Degustazione Barbera d’Asti, Superiore e Nizza: crescita indubbia, anche tra contraddizioni5 min read

La Zona Rossa in cui è stato inserito il Piemonte (e subito dopo la Toscana) non ci ha permesso quest’anno di andare a Asti per degustare le Barbera d’Asti (Superiori e Nizza compresi ) al Consorzio di Tutela e così se “Winesurf non è andato alla Barbera d’Asti, la Barbera d’Asti è andata a Winesurf”.

Quindi ci siamo visti arrivare un pallet gigantesco di vino con cui doversi confrontare.
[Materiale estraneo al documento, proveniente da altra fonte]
use std::time::Instant;

use crate::playback::domain::playback_state::PlaybackState;

/// Observer for playback events.
///
/// Keeps the session free of any particular reporting mechanism: the CLI
/// aggregates statistics, embedding hosts can forward events to their own
/// UI, and tests discard them.
pub trait PlaybackLogger: Send {
    /// One poll moved the cursor: `decoded` frames consumed, `dropped` of
    /// them never shown.
    fn advanced(&mut self, decoded: u64, dropped: u64);

    /// The session jumped straight to `frame`.
    fn seeked(&mut self, frame: u64);

    fn state_changed(&mut self, from: PlaybackState, to: PlaybackState);

    /// Log a human-readable status message.
    fn info(&mut self, message: &str);

    /// Emit an end-of-session summary. Default: no-op.
    fn summary(&self) {}
}

/// Silent logger that discards all events.
pub struct NullPlaybackLogger;

impl PlaybackLogger for NullPlaybackLogger {
    fn advanced(&mut self, _decoded: u64, _dropped: u64) {}
    fn seeked(&mut self, _frame: u64) {}
    fn state_changed(&mut self, _from: PlaybackState, _to: PlaybackState) {}
    fn info(&mut self, _message: &str) {}
}

/// Aggregates frame throughput and drop statistics and reports them
/// through the `log` crate.
pub struct StatsPlaybackLogger {
    start_time: Instant,
    polls_advanced: u64,
    frames_decoded: u64,
    frames_dropped: u64,
    largest_burst: u64,
    seeks: u64,
    transitions: Vec<(PlaybackState, PlaybackState)>,
}

impl StatsPlaybackLogger {
    pub fn new() -> Self {
        Self {
            start_time: Instant::now(),
            polls_advanced: 0,
            frames_decoded: 0,
            frames_dropped: 0,
            largest_burst: 0,
            seeks: 0,
            transitions: Vec::new(),
        }
    }

    pub fn frames_decoded(&self) -> u64 {
        self.frames_decoded
    }

    pub fn frames_dropped(&self) -> u64 {
        self.frames_dropped
    }

    /// Most frames consumed by a single poll.
    pub fn largest_burst(&self) -> u64 {
        self.largest_burst
    }

    pub fn seeks(&self) -> u64 {
        self.seeks
    }

    pub fn transitions(&self) -> &[(PlaybackState, PlaybackState)] {
        &self.transitions
    }

    /// Returns the formatted summary string, or `None` if nothing was played.
    pub fn summary_string(&self) -> Option<String> {
        if self.polls_advanced == 0 && self.seeks == 0 {
            return None;
        }

        let elapsed = self.start_time.elapsed().as_secs_f64();
        let shown = self.frames_decoded - self.frames_dropped;
        let drop_pct = if self.frames_decoded > 0 {
            self.frames_dropped as f64 / self.frames_decoded as f64 * 100.0
        } else {
            0.0
        };

        let mut lines = vec![format!("Playback summary ({elapsed:.1}s wall clock):")];
        lines.push(format!(
            "  decoded {} frames, shown {shown}, dropped {} ({drop_pct:.1}%)",
            self.frames_decoded, self.frames_dropped
        ));
        lines.push(format!("  largest catch-up burst: {} frames", self.largest_burst));
        lines.push(format!("  seeks: {}", self.seeks));
        if elapsed > 0.0 {
            lines.push(format!("  Display rate: {:.1} fps", shown as f64 / elapsed));
        }
        Some(lines.join("\n"))
    }
}

impl Default for StatsPlaybackLogger {
    fn default() -> Self {
        Self::new()
    }
}

impl PlaybackLogger for StatsPlaybackLogger {
    fn advanced(&mut self, decoded: u64, dropped: u64) {
        self.polls_advanced += 1;
        self.frames_decoded += decoded;
        self.frames_dropped += dropped;
        self.largest_burst = self.largest_burst.max(decoded);
        if dropped > 0 {
            log::debug!("Dropped {dropped} of {decoded} frames to catch up");
        }
    }

    fn seeked(&mut self, frame: u64) {
        self.seeks += 1;
        log::debug!("Seeked to frame {frame}");
    }

    fn state_changed(&mut self, from: PlaybackState, to: PlaybackState) {
        self.transitions.push((from, to));
        log::debug!("Playback {from} -> {to}");
    }

    fn info(&mut self, message: &str) {
        log::info!("{message}");
    }

    fn summary(&self) {
        if let Some(text) = self.summary_string() {
            log::info!("\n\n{text}");
        }
    }
}

#[cfg(test)]
mod tests {
    use super::*;

    #[test]
    fn test_null_logger_all_methods_are_noop() {
        let mut logger = NullPlaybackLogger;
        logger.advanced(3, 2);
        logger.seeked(10);
        logger.state_changed(PlaybackState::Stopped, PlaybackState::Ended);
        logger.info("hello");
        logger.summary();
    }

    #[test]
    fn test_advanced_accumulates() {
        let mut logger = StatsPlaybackLogger::new();
        logger.advanced(1, 0);
        logger.advanced(5, 4);
        logger.advanced(2, 1);
        assert_eq!(logger.frames_decoded(), 8);
        assert_eq!(logger.frames_dropped(), 5);
        assert_eq!(logger.largest_burst(), 5);
    }

    #[test]
    fn test_transitions_recorded_in_order() {
        let mut logger = StatsPlaybackLogger::new();
        let playing = PlaybackState::Playing { paused: false };
        logger.state_changed(PlaybackState::Stopped, playing);
        logger.state_changed(playing, PlaybackState::Ended);
        assert_eq!(
            logger.transitions(),
            &[
                (PlaybackState::Stopped, playing),
                (playing, PlaybackState::Ended)
            ]
        );
    }

    #[test]
    fn test_summary_reports_drops() {
        let mut logger = StatsPlaybackLogger::new();
        logger.advanced(10, 5);
        logger.seeked(3);
        let summary = logger.summary_string().unwrap();
        assert!(summary.contains("Playback summary"));
        assert!(summary.contains("decoded 10 frames, shown 5, dropped 5 (50.0%)"));
        assert!(summary.contains("seeks: 1"));
    }

    #[test]
    fn test_empty_summary_returns_none() {
        assert!(StatsPlaybackLogger::new().summary_string().is_none());
    }
}
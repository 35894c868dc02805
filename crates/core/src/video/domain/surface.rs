use crate::shared::frame::Frame;

/// Host-side drawing target for decoded frames.
pub trait Surface {
    /// Copies `frame` so its top-left corner lands at `position`. Pixels
    /// falling outside the surface are clipped.
    fn blit(&mut self, frame: &Frame, position: (i64, i64));
}
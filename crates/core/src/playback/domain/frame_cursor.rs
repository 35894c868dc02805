use crate::shared::frame::Frame;
use crate::video::domain::frame_decoder::{DecodeError, FrameDecoder};

/// Result of moving the cursor toward a target frame.
#[derive(Debug, Clone, PartialEq)]
pub enum Advance {
    /// The target did not move past the drawn frame; nothing was decoded.
    Idle,
    /// The cursor reached the target. `dropped` frames were decoded but
    /// never shown.
    Advanced { decoded: u64, dropped: u64 },
    /// The decoder ran out after `decoded` frames. `error` is set when the
    /// stream stopped for a reason other than a clean end of stream.
    EndOfStream {
        decoded: u64,
        error: Option<DecodeError>,
    },
}

/// Tracks the last displayed frame and pulls the decoder forward to a
/// target, dropping frames the host polled too slowly to show.
#[derive(Debug, Clone)]
pub struct FrameCursor {
    draw_frame: u64,
    frame: Frame,
}

impl FrameCursor {
    pub fn new(initial: Frame) -> Self {
        Self {
            draw_frame: 0,
            frame: initial,
        }
    }

    /// Index of the last frame displayed.
    pub fn draw_frame(&self) -> u64 {
        self.draw_frame
    }

    /// The cached buffer for the last frame displayed.
    pub fn frame(&self) -> &Frame {
        &self.frame
    }

    /// Moves the cursor without decoding; used when the decoder was
    /// repositioned directly.
    pub fn jump_to(&mut self, frame_index: u64) {
        self.draw_frame = frame_index;
    }

    /// Back to frame 0 with a fresh buffer, for a newly loaded stream.
    pub fn reset(&mut self, initial: Frame) {
        self.draw_frame = 0;
        self.frame = initial;
    }

    /// Consumes `target - draw_frame` frames from `decoder`. All but the
    /// last are skipped; the last replaces the cached buffer. If the stream
    /// ends first, the last frame it produced becomes the cached buffer.
    pub fn advance_to(&mut self, target: u64, decoder: &mut dyn FrameDecoder) -> Advance {
        if target <= self.draw_frame {
            return Advance::Idle;
        }

        let delta = target - self.draw_frame;
        let mut decoded = 0;
        for step in 1..=delta {
            let result = if step == delta {
                decoder.read_next_frame().map(|frame| self.frame = frame)
            } else {
                decoder.skip_frame()
            };

            if let Err(err) = result {
                // Every step before the failing one was a skip
                if decoded > 0 {
                    if let Some(frame) = decoder.take_skipped_frame() {
                        self.frame = frame;
                    }
                }
                self.draw_frame = (self.draw_frame + decoded).saturating_sub(1);
                let error = (!err.is_end_of_stream()).then_some(err);
                return Advance::EndOfStream { decoded, error };
            }
            decoded += 1;
        }

        self.draw_frame = target;
        Advance::Advanced {
            decoded,
            dropped: decoded - 1,
        }
    }
}
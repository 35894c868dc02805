use std::sync::atomic::{AtomicU64, Ordering};
use std::sync::Arc;
use std::time::{Duration, Instant};

/// Monotonic wall-clock reading for the playback clock.
///
/// Readings are offsets from an arbitrary origin fixed by the source;
/// only differences between readings are meaningful.
pub trait TimeSource: Send {
    fn now(&self) -> Duration;

    fn now_secs(&self) -> f64 {
        self.now().as_secs_f64()
    }
}

/// Real time, measured from the moment the source was created.
pub struct SystemTimeSource {
    origin: Instant,
}

impl SystemTimeSource {
    pub fn new() -> Self {
        Self {
            origin: Instant::now(),
        }
    }
}

impl Default for SystemTimeSource {
    fn default() -> Self {
        Self::new()
    }
}

impl TimeSource for SystemTimeSource {
    fn now(&self) -> Duration {
        self.origin.elapsed()
    }
}

/// Hand-driven time for deterministic playback.
///
/// Clones share the same reading, so a host (or a test) keeps one handle
/// and gives another to the player.
#[derive(Clone, Debug, Default)]
pub struct ManualTimeSource {
    nanos: Arc<AtomicU64>,
}

impl ManualTimeSource {
    pub fn new() -> Self {
        Self::default()
    }

    pub fn set(&self, time: Duration) {
        self.nanos.store(time.as_nanos() as u64, Ordering::SeqCst);
    }

    pub fn set_secs(&self, secs: f64) {
        self.set(Duration::from_secs_f64(secs));
    }

    pub fn advance(&self, delta: Duration) {
        self.nanos
            .fetch_add(delta.as_nanos() as u64, Ordering::SeqCst);
    }
}

impl TimeSource for ManualTimeSource {
    fn now(&self) -> Duration {
        Duration::from_nanos(self.nanos.load(Ordering::SeqCst))
    }
}
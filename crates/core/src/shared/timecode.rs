use std::fmt;
use std::ops::{Add, Sub};
use std::str::FromStr;
use std::time::Duration;

use thiserror::Error;

const MILLIS_PER_SECOND: u64 = 1_000;
const MILLIS_PER_MINUTE: u64 = 60_000;
const MILLIS_PER_HOUR: u64 = 3_600_000;

#[derive(Error, Debug, Clone, PartialEq, Eq)]
pub enum TimecodeError {
    #[error("timecode '{0}' must look like HH:MM:SS or HH:MM:SS:FF")]
    Malformed(String),
    #[error("timecode field '{field}' is not a number in '{input}'")]
    NotANumber { input: String, field: String },
    #[error("{unit} out of range in '{input}'")]
    OutOfRange { input: String, unit: &'static str },
}

/// A wall-clock style position, split into hours, minutes, seconds and
/// milliseconds.
///
/// Used to parse and display human timestamps; playback itself works with
/// [`Duration`].
#[derive(Clone, Copy, Debug, Default, PartialEq, Eq, PartialOrd, Ord, Hash)]
pub struct Timecode {
    hours: u64,
    minutes: u8,
    seconds: u8,
    millis: u16,
}

impl Timecode {
    /// Builds a timecode, normalizing overflowing fields into larger units.
    pub fn new(hours: u64, minutes: u64, seconds: u64, millis: u64) -> Self {
        Self::from_millis(
            hours * MILLIS_PER_HOUR
                + minutes * MILLIS_PER_MINUTE
                + seconds * MILLIS_PER_SECOND
                + millis,
        )
    }

    pub fn from_millis(ms: u64) -> Self {
        let hours = ms / MILLIS_PER_HOUR;
        let rest = ms % MILLIS_PER_HOUR;
        let minutes = rest / MILLIS_PER_MINUTE;
        let rest = rest % MILLIS_PER_MINUTE;
        Self {
            hours,
            minutes: minutes as u8,
            seconds: (rest / MILLIS_PER_SECOND) as u8,
            millis: (rest % MILLIS_PER_SECOND) as u16,
        }
    }

    pub fn hours(&self) -> u64 {
        self.hours
    }

    pub fn minutes(&self) -> u8 {
        self.minutes
    }

    pub fn seconds(&self) -> u8 {
        self.seconds
    }

    pub fn millis(&self) -> u16 {
        self.millis
    }

    pub fn as_millis(&self) -> u64 {
        self.hours * MILLIS_PER_HOUR
            + self.minutes as u64 * MILLIS_PER_MINUTE
            + self.seconds as u64 * MILLIS_PER_SECOND
            + self.millis as u64
    }

    pub fn as_secs_f64(&self) -> f64 {
        self.as_millis() as f64 / MILLIS_PER_SECOND as f64
    }

    pub fn as_minutes_f64(&self) -> f64 {
        self.as_millis() as f64 / MILLIS_PER_MINUTE as f64
    }

    pub fn as_hours_f64(&self) -> f64 {
        self.as_millis() as f64 / MILLIS_PER_HOUR as f64
    }

    /// Expands `%H`, `%M`, `%S` and `%F` (hours, minutes, seconds,
    /// milliseconds). Lowercase variants are accepted as aliases.
    pub fn format(&self, pattern: &str) -> String {
        let mut out = String::with_capacity(pattern.len() + 8);
        let mut chars = pattern.chars().peekable();
        while let Some(c) = chars.next() {
            if c != '%' {
                out.push(c);
                continue;
            }
            match chars.peek().copied() {
                Some('H' | 'h') => out.push_str(&format!("{:02}", self.hours)),
                Some('M' | 'm') => out.push_str(&format!("{:02}", self.minutes)),
                Some('S' | 's') => out.push_str(&format!("{:02}", self.seconds)),
                Some('F' | 'f') => out.push_str(&format!("{:03}", self.millis)),
                _ => {
                    out.push('%');
                    continue;
                }
            }
            chars.next();
        }
        out
    }
}

impl fmt::Display for Timecode {
    fn fmt(&self, f: &mut fmt::Formatter<'_>) -> fmt::Result {
        f.write_str(&self.format("%H:%M:%S:%F"))
    }
}

impl FromStr for Timecode {
    type Err = TimecodeError;

    /// Parses `HH:MM:SS` or `HH:MM:SS:FF`, where the last field is
    /// milliseconds.
    fn from_str(s: &str) -> Result<Self, Self::Err> {
        let fields: Vec<&str> = s.trim().split(':').collect();
        if !(3..=4).contains(&fields.len()) {
            return Err(TimecodeError::Malformed(s.to_string()));
        }

        let mut values = [0u64; 4];
        for (slot, field) in values.iter_mut().zip(&fields) {
            *slot = field
                .trim()
                .parse::<u64>()
                .map_err(|_| TimecodeError::NotANumber {
                    input: s.to_string(),
                    field: field.to_string(),
                })?;
        }

        let [hours, minutes, seconds, millis] = values;
        let limits = [
            (minutes, 60, "minutes"),
            (seconds, 60, "seconds"),
            (millis, 1000, "milliseconds"),
        ];
        for (value, limit, unit) in limits {
            if value >= limit {
                return Err(TimecodeError::OutOfRange {
                    input: s.to_string(),
                    unit,
                });
            }
        }

        Ok(Self::new(hours, minutes, seconds, millis))
    }
}

impl From<Duration> for Timecode {
    fn from(value: Duration) -> Self {
        Self::from_millis(value.as_millis() as u64)
    }
}

impl From<Timecode> for Duration {
    fn from(value: Timecode) -> Self {
        Duration::from_millis(value.as_millis())
    }
}

impl Add for Timecode {
    type Output = Timecode;

    fn add(self, rhs: Timecode) -> Timecode {
        Timecode::from_millis(self.as_millis().saturating_add(rhs.as_millis()))
    }
}

impl Sub for Timecode {
    type Output = Timecode;

    /// Saturates at zero.
    fn sub(self, rhs: Timecode) -> Timecode {
        Timecode::from_millis(self.as_millis().saturating_sub(rhs.as_millis()))
    }
}

#[cfg(test)]
mod tests {
    use super::*;
    use approx::assert_relative_eq;
    use rstest::rstest;

    #[test]
    fn test_from_millis_splits_units() {
        let tc = Timecode::from_millis(3_723_004);
        assert_eq!(tc.hours(), 1);
        assert_eq!(tc.minutes(), 2);
        assert_eq!(tc.seconds(), 3);
        assert_eq!(tc.millis(), 4);
        assert_eq!(tc.as_millis(), 3_723_004);
    }

    #[test]
    fn test_new_normalizes_overflow() {
        assert_eq!(Timecode::new(0, 0, 90, 1500), Timecode::from_millis(91_500));
    }

    #[test]
    fn test_fractional_units() {
        let tc = Timecode::from_millis(5_400_000); // 1.5h
        assert_relative_eq!(tc.as_hours_f64(), 1.5);
        assert_relative_eq!(tc.as_minutes_f64(), 90.0);
        assert_relative_eq!(tc.as_secs_f64(), 5400.0);
    }

    #[rstest]
    #[case("%H:%M:%S:%F", "01:02:03:004")]
    #[case("%h:%m:%s", "01:02:03")]
    #[case("%M min", "02 min")]
    #[case("100%", "100%")]
    #[case("%Q", "%Q")]
    fn test_format(#[case] pattern: &str, #[case] expected: &str) {
        let tc = Timecode::new(1, 2, 3, 4);
        assert_eq!(tc.format(pattern), expected);
    }

    #[test]
    fn test_display() {
        assert_eq!(Timecode::new(0, 1, 5, 250).to_string(), "00:01:05:250");
    }

    #[rstest]
    #[case("00:00:01:500", 1_500)]
    #[case("01:00:00", 3_600_000)]
    #[case(" 00:10:00:05 ", 600_005)]
    fn test_parse(#[case] input: &str, #[case] expected_ms: u64) {
        let tc: Timecode = input.parse().unwrap();
        assert_eq!(tc.as_millis(), expected_ms);
    }

    #[test]
    fn test_parse_rejects_malformed() {
        assert!(matches!(
            "12:30".parse::<Timecode>(),
            Err(TimecodeError::Malformed(_))
        ));
        assert!(matches!(
            "aa:00:00".parse::<Timecode>(),
            Err(TimecodeError::NotANumber { .. })
        ));
        assert!(matches!(
            "00:61:00".parse::<Timecode>(),
            Err(TimecodeError::OutOfRange { unit: "minutes", .. })
        ));
        assert!(matches!(
            "00:00:00:1000".parse::<Timecode>(),
            Err(TimecodeError::OutOfRange { unit: "milliseconds", .. })
        ));
    }

    #[test]
    fn test_arithmetic_saturates() {
        let a = Timecode::from_millis(1_000);
        let b = Timecode::from_millis(2_500);
        assert_eq!((a + b).as_millis(), 3_500);
        assert_eq!((b - a).as_millis(), 1_500);
        assert_eq!((a - b).as_millis(), 0);
    }

    #[test]
    fn test_duration_conversions() {
        let tc = Timecode::from(Duration::from_millis(61_250));
        assert_eq!(tc.to_string(), "00:01:01:250");
        assert_eq!(Duration::from(tc), Duration::from_millis(61_250));
    }
}
use super::{Evaluate, PinAnchor, PinLayout};
use crate::transforms::{ASPoint, WSSize};
use lazy_static::lazy_static;

pub const LABEL: &str = "OR";

lazy_static! {
    static ref DEFAULT_LAYOUT: PinLayout = PinLayout {
        size: WSSize::new(100.0, 100.0),
        inputs: vec![
            PinAnchor {name: "a", anchor: ASPoint::new(-1.0, -0.5)},
            PinAnchor {name: "b", anchor: ASPoint::new(-1.0, 0.5)},
        ],
        outputs: vec![
            PinAnchor {name: "q", anchor: ASPoint::new(1.0, 0.0)},
        ],
    };
}

#[derive(Debug, Clone, Copy, Default, PartialEq, Eq)]
pub struct Or;

impl Evaluate for Or {
    fn evaluate(&self, inputs: &[bool], outputs: &mut [bool]) {
        if let Some(q) = outputs.first_mut() {
            *q = inputs.iter().any(|&b| b);
        }
    }
    fn layout(&self) -> &'static PinLayout {
        &DEFAULT_LAYOUT
    }
    fn label(&self) -> &'static str {
        LABEL
    }
}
La tristezza di non essere potuti andare in Piemonte si è un po’ smussata quando ci siamo ritrovati in mano tante bottiglie (oltre 220 vini da degustare!) di piccoli produttori poco conosciuti, scoprendo così un mondo di etichette che difficilmente (visto che le degustazioni sono sempre rigorosamente bendate) riusciamo a mentalizzare.

Inoltre il fatto di poter fare le degustazioni con maggior tempo a disposizione ci ha permesso anche di capire, strada facendo alcune peculiarità della Barbera d’Asti  che ancora non eravamo riusciti a mettere perfettamente a fuoco.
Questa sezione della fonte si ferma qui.